In this study, first, by using MD methods and Van der Waals forces, losartan potassium loading was done as an effective drug in different MOFs, and the loading percentage was reported for each nanocarrier. Then, we investigated the targeted drug delivery using five different types of MOFs by simulation modeling of a patient-specific geometry of an artery with atherosclerosis, using FEM and matching the biological conditions of the body with the non-Newtonian properties of blood. The pulsating inlet velocity was applied for better performance and maximum adhesion. The statistical results showed that increasing the MOF’s diameters increases the surface density caused by collision; on the other hand, the highest value of surface density is obtained for 1200 and 600 particle injections per cardiac cycle. Furthermore, taking into account the conditions close to the experimental drug delivery model, it can be seen that some of the MOF drug carriers pass through outlet 1, which leads to the brain.

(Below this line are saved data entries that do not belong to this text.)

//! The uniform spatial grid: cell math and a host-side view of the linked lists built on the GPU.
//!
//! Every cell holds the index of its first particle, and every particle holds the index of the
//! next particle in the same cell. `SENTINEL` ends a list and marks an empty cell.

use glam::{IVec2, Vec2};

use crate::constants::{CELL_SIZE, SENTINEL, X_BOUND, Y_BOUND};

/// Number of grid columns covering `[-X_BOUND, X_BOUND]`
#[must_use]
#[inline]
pub fn columns() -> u32 {
    cells_along(X_BOUND)
}

/// Number of grid rows covering `[-Y_BOUND, Y_BOUND]`
#[must_use]
#[inline]
pub fn rows() -> u32 {
    cells_along(Y_BOUND)
}

/// Total number of cells, `floor(2·xBound/cellSize + 1) × floor(2·yBound/cellSize + 1)`
#[must_use]
#[inline]
pub fn cell_count() -> u32 {
    columns().saturating_mul(rows())
}

/// `floor(2 * bound / CELL_SIZE + 1)`
#[expect(clippy::as_conversions, reason = "Grid dimensions are small and positive")]
#[expect(clippy::cast_possible_truncation, reason = "Grid dimensions are small")]
#[expect(clippy::cast_sign_loss, reason = "Bounds are positive")]
fn cells_along(bound: f32) -> u32 {
    (2.0 * f64::from(bound) / f64::from(CELL_SIZE)).floor() as u32 + 1
}

/// Cell coordinates of a position, clamped into the grid so that every particle lands in a cell.
#[must_use]
#[inline]
#[expect(clippy::as_conversions, reason = "Float to int is the point of this function")]
#[expect(clippy::cast_possible_truncation, reason = "Clamped to the grid right after")]
#[expect(clippy::cast_possible_wrap, reason = "Grid dimensions are small")]
pub fn cell_coords(position: Vec2) -> IVec2 {
    let column = ((position.x + X_BOUND) / CELL_SIZE).floor() as i32;
    let row = ((position.y + Y_BOUND) / CELL_SIZE).floor() as i32;
    IVec2::new(
        column.clamp(0, columns() as i32 - 1),
        row.clamp(0, rows() as i32 - 1),
    )
}

/// Flat index of the cell containing `position`
#[must_use]
#[inline]
#[expect(clippy::as_conversions, reason = "Coordinates are clamped to be non-negative")]
#[expect(clippy::cast_sign_loss, reason = "Coordinates are clamped to be non-negative")]
pub fn cell_index(position: Vec2) -> u32 {
    let coords = cell_coords(position);
    (coords.y as u32) * columns() + coords.x as u32
}

/// A host-side copy of the grid buffers
#[derive(Clone, Debug, Default, PartialEq, Eq)]
#[expect(clippy::exhaustive_structs, reason = "Plain data")]
pub struct GridSnapshot {
    /// First particle of every cell
    pub heads: Vec<i32>,
    /// Next particle in the same cell, per particle
    pub next: Vec<i32>,
}

impl GridSnapshot {
    /// Has every cell and every link been reset to `SENTINEL`?
    #[must_use]
    #[inline]
    pub fn is_cleared(&self) -> bool {
        self.heads.iter().chain(&self.next).all(|&entry| entry == SENTINEL)
    }

    /// Walk the list of a single cell. `None` if it points outside the particles or loops.
    #[must_use]
    #[inline]
    pub fn cell_members(&self, cell: usize) -> Option<Vec<u32>> {
        let mut members = Vec::new();
        let mut current = *self.heads.get(cell)?;
        while current != SENTINEL {
            let index = usize::try_from(current).ok()?;
            if members.len() >= self.next.len() {
                return None;
            }
            members.push(u32::try_from(index).ok()?);
            current = *self.next.get(index)?;
        }
        Some(members)
    }

    /// Every particle index reachable from any cell, in walk order. `None` if any list is broken.
    #[must_use]
    #[inline]
    pub fn members(&self) -> Option<Vec<u32>> {
        let mut all = Vec::new();
        for cell in 0..self.heads.len() {
            all.extend(self.cell_members(cell)?);
        }
        Some(all)
    }

    /// Do the lists partition the particles, every index exactly once?
    #[must_use]
    #[inline]
    pub fn is_partition(&self) -> bool {
        let Some(mut members) = self.members() else {
            return false;
        };
        members.sort_unstable();
        members.len() == self.next.len()
            && members
                .iter()
                .zip(0_u32..)
                .all(|(&member, expected)| member == expected)
    }

    /// How many cells hold at least one particle
    #[must_use]
    #[inline]
    pub fn occupied_cells(&self) -> usize {
        self.heads.iter().filter(|&&head| head != SENTINEL).count()
    }
}

#[allow(clippy::unwrap_used, clippy::indexing_slicing, clippy::float_cmp)]
#[cfg(test)]
mod tests {
    use super::*;

    #[test]
    fn grid_dimensions_follow_the_world_bounds() {
        assert_eq!(columns(), 101);
        assert_eq!(rows(), 51);
        assert_eq!(cell_count(), 5151);
    }

    #[test]
    fn calculating_a_cell_in_the_bottom_left_corner() {
        assert_eq!(cell_coords(Vec2::new(-X_BOUND, -Y_BOUND)), IVec2::new(0, 0));
        assert_eq!(cell_index(Vec2::new(-1.99, -0.99)), 0);
    }

    #[test]
    fn calculating_a_cell_at_the_origin() {
        assert_eq!(cell_coords(Vec2::ZERO), IVec2::new(50, 25));
        assert_eq!(cell_index(Vec2::ZERO), 25 * 101 + 50);
    }

    #[test]
    fn positions_outside_the_world_are_clamped_into_edge_cells() {
        assert_eq!(cell_coords(Vec2::new(-10.0, 10.0)), IVec2::new(0, 50));
        assert_eq!(cell_coords(Vec2::new(10.0, -10.0)), IVec2::new(100, 0));
        assert!(cell_index(Vec2::new(100.0, 100.0)) < cell_count());
    }

    #[test]
    fn a_cleared_grid_has_no_members() {
        let snapshot = GridSnapshot {
            heads: vec![SENTINEL; 4],
            next: vec![SENTINEL; 3],
        };
        assert!(snapshot.is_cleared());
        assert_eq!(snapshot.members(), Some(Vec::new()));
        assert!(!snapshot.is_partition());
    }

    #[test]
    fn walking_lists_that_partition_the_particles() {
        // Cell 0: 2 -> 0, cell 2: 1
        let snapshot = GridSnapshot {
            heads: vec![2, SENTINEL, 1],
            next: vec![SENTINEL, SENTINEL, 0],
        };
        assert_eq!(snapshot.cell_members(0), Some(vec![2, 0]));
        assert_eq!(snapshot.members(), Some(vec![2, 0, 1]));
        assert!(snapshot.is_partition());
        assert_eq!(snapshot.occupied_cells(), 2);
    }

    #[test]
    fn a_looping_list_is_not_a_partition() {
        let snapshot = GridSnapshot {
            heads: vec![0],
            next: vec![1, 0],
        };
        assert_eq!(snapshot.members(), None);
        assert!(!snapshot.is_partition());
    }

    #[test]
    fn a_particle_in_two_cells_is_not_a_partition() {
        let snapshot = GridSnapshot {
            heads: vec![0, 0],
            next: vec![SENTINEL, SENTINEL],
        };
        assert!(!snapshot.is_partition());
    }
}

Obviously, to maintain the patient's health and to consider the consequences of the drug damaging the brain, the minimum amount of passing MOF should be considered the optimal case, and the number of 600 particles injected in one cycle has the lowest average probability, approximately 0.48.

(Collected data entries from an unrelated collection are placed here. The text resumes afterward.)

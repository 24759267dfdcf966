//! Code shared by both the CPU and GPU
//!
//! The WGSL kernels can't import Rust, so every record layout and every numeric constant that a
//! kernel depends on is defined here once. The host writes buffers with these layouts, and the
//! constants reach the kernels through the generated [`wgsl_prelude`].

#![allow(clippy::pub_use, reason = "Re-exporting the main types at the crate root")]

pub mod constants;
pub mod grid;
pub mod layout;
pub mod prelude;

pub use crate::grid::GridSnapshot;
pub use crate::layout::{ForceAccumulator, MouseState, Obstacle, Particle, Spring};
pub use crate::prelude::wgsl_prelude;
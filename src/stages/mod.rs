//! The four simulation stages

pub mod clean_grid;
pub mod grid;
pub mod particle;
pub mod spring;

pub use clean_grid::CleanGridStage;
pub use grid::GridStage;
pub use particle::ParticleStage;
pub use spring::SpringStage;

Additionally, by comparing different MOFs, the results showed that for 600 particle injection, MOF-801 and UIO-66 transfer the highest amount of medicine to the plaque, respectively. Due to the different inherent properties of these carriers (including density, synthesizable diameter, and wt%), values such as the amount of transferred drug and surface density are unique to them. In addition, these investigations using an external magnetic field to navigate and increase the surface density showed that in comparing and exploring the performance of drug delivery with the help of magnets with the Halbach arrangement, the amount of drug transferred and the surface density increased due to the application of the magnetic force. All these studies have been done to find a more effective, safe, and less invasive disease treatment method. Using MOFs as nanocarriers reduces treatment costs for the patient due to easy synthesis and high drug-loading capacity. It can also facilitate the treatment process due to the lowest level of toxicity and risk for internal tissues, and it can be a suitable tool for treatment in modern medical fields. Our results can benefit the selection of optimal MOFs to design drug carriers to address targeted drug delivery to various carotid artery stenoses.